* [Instructions for the task]
From the data below, retype exactly the lines starting with the one that contains "fn locked<T>(&self, mutate: bool, op: impl" and ending with the one that contains "self.save(hives)?;", both included.

**** The input

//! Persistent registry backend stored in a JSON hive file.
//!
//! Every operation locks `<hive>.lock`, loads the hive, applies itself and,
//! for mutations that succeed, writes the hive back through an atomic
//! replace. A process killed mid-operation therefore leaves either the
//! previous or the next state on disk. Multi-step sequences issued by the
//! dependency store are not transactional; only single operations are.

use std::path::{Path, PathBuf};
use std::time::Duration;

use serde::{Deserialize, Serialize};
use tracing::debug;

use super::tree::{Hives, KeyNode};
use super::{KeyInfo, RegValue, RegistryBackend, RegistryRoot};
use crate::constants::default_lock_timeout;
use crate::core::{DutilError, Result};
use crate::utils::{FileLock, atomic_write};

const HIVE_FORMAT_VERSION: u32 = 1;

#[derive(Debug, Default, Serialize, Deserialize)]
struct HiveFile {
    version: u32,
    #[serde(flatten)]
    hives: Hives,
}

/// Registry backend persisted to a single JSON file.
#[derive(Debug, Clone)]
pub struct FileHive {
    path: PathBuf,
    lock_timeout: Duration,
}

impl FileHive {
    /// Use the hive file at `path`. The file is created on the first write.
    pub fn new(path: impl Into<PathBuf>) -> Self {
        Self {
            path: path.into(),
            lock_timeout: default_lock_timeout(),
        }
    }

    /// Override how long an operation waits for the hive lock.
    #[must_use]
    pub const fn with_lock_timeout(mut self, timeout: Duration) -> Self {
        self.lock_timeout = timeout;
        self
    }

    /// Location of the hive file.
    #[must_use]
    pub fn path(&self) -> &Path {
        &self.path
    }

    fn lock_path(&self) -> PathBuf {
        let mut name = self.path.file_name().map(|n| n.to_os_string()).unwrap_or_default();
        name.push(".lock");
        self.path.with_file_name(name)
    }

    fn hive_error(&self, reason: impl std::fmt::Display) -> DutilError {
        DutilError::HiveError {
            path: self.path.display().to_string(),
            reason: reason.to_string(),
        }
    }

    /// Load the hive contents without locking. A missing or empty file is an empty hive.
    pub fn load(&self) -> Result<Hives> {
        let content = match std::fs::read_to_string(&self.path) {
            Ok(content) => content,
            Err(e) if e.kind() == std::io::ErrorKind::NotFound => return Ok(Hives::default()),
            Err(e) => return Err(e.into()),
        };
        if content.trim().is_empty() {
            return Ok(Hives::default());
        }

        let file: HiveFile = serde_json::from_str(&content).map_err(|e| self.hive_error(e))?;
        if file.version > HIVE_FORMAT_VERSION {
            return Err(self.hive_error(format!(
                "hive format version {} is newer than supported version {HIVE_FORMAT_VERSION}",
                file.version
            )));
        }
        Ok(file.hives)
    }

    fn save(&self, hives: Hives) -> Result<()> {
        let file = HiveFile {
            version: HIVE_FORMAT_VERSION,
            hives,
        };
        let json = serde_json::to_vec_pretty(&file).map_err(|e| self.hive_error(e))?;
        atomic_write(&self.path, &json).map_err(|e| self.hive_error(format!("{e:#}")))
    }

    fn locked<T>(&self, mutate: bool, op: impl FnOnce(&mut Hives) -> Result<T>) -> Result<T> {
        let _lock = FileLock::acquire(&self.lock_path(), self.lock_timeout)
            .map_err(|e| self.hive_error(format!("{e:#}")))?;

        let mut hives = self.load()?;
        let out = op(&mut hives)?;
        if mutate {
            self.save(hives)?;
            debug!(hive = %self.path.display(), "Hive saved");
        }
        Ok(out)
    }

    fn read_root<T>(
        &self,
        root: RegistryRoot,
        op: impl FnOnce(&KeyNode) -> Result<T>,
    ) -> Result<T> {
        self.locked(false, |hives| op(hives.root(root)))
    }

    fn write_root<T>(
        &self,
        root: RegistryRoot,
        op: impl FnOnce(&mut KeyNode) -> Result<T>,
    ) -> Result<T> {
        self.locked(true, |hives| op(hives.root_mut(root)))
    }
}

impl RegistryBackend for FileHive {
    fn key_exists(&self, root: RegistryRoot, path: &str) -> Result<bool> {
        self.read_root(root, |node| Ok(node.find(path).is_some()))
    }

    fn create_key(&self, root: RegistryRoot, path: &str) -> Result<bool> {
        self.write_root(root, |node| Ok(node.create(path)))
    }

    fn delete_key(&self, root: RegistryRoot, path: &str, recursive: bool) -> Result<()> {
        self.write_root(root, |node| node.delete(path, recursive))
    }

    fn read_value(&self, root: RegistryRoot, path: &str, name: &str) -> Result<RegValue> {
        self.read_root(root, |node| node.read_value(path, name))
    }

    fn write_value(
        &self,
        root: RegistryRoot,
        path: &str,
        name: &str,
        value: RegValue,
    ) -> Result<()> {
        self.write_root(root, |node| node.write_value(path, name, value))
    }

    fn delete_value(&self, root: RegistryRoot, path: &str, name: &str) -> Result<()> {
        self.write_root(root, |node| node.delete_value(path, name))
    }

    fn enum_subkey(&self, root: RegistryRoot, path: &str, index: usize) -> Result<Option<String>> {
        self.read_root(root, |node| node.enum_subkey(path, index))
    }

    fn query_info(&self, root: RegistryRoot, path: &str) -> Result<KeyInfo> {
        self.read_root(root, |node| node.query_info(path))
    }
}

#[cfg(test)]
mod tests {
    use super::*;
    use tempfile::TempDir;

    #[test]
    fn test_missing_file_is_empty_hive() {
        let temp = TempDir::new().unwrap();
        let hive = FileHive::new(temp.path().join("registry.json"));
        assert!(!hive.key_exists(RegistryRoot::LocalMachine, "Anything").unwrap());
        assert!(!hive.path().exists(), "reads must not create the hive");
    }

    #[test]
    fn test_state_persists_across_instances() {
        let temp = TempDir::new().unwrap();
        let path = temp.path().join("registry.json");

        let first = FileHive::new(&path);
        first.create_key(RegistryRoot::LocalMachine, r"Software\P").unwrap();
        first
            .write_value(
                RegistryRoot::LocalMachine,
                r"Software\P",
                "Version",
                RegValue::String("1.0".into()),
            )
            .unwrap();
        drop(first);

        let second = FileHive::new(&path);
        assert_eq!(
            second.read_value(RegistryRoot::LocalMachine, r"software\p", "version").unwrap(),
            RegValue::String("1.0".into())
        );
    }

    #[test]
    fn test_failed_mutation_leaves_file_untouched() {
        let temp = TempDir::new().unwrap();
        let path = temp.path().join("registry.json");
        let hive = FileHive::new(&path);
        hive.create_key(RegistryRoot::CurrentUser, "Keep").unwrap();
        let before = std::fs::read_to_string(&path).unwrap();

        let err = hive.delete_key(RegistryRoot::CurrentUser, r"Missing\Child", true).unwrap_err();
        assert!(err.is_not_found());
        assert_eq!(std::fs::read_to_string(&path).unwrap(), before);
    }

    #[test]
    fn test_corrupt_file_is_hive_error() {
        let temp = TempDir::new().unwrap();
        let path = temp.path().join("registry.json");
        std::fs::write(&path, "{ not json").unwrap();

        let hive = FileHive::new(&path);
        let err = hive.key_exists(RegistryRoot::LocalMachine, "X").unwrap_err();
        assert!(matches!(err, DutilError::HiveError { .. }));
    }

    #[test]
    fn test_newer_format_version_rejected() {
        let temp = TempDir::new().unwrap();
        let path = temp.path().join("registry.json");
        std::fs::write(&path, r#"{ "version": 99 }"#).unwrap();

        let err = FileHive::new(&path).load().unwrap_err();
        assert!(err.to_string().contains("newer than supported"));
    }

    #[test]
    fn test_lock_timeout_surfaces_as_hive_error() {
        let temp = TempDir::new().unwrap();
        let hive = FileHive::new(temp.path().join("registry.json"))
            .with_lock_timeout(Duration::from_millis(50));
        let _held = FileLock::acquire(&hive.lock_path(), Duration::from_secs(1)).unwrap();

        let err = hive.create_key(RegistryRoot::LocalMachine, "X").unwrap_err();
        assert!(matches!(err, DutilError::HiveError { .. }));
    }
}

********

* [Answer box]
    fn locked<T>(&self, mutate: bool, op: impl FnOnce(&mut Hives) -> Result<T>) -> Result<T> {
        let _lock = FileLock::acquire(&self.lock_path(), self.lock_timeout)
            .map_err(|e| self.hive_error(format!("{e:#}")))?;

        let mut hives = self.load()?;
        let out = op(&mut hives)?;
        if mutate {
            self.save(hives)?;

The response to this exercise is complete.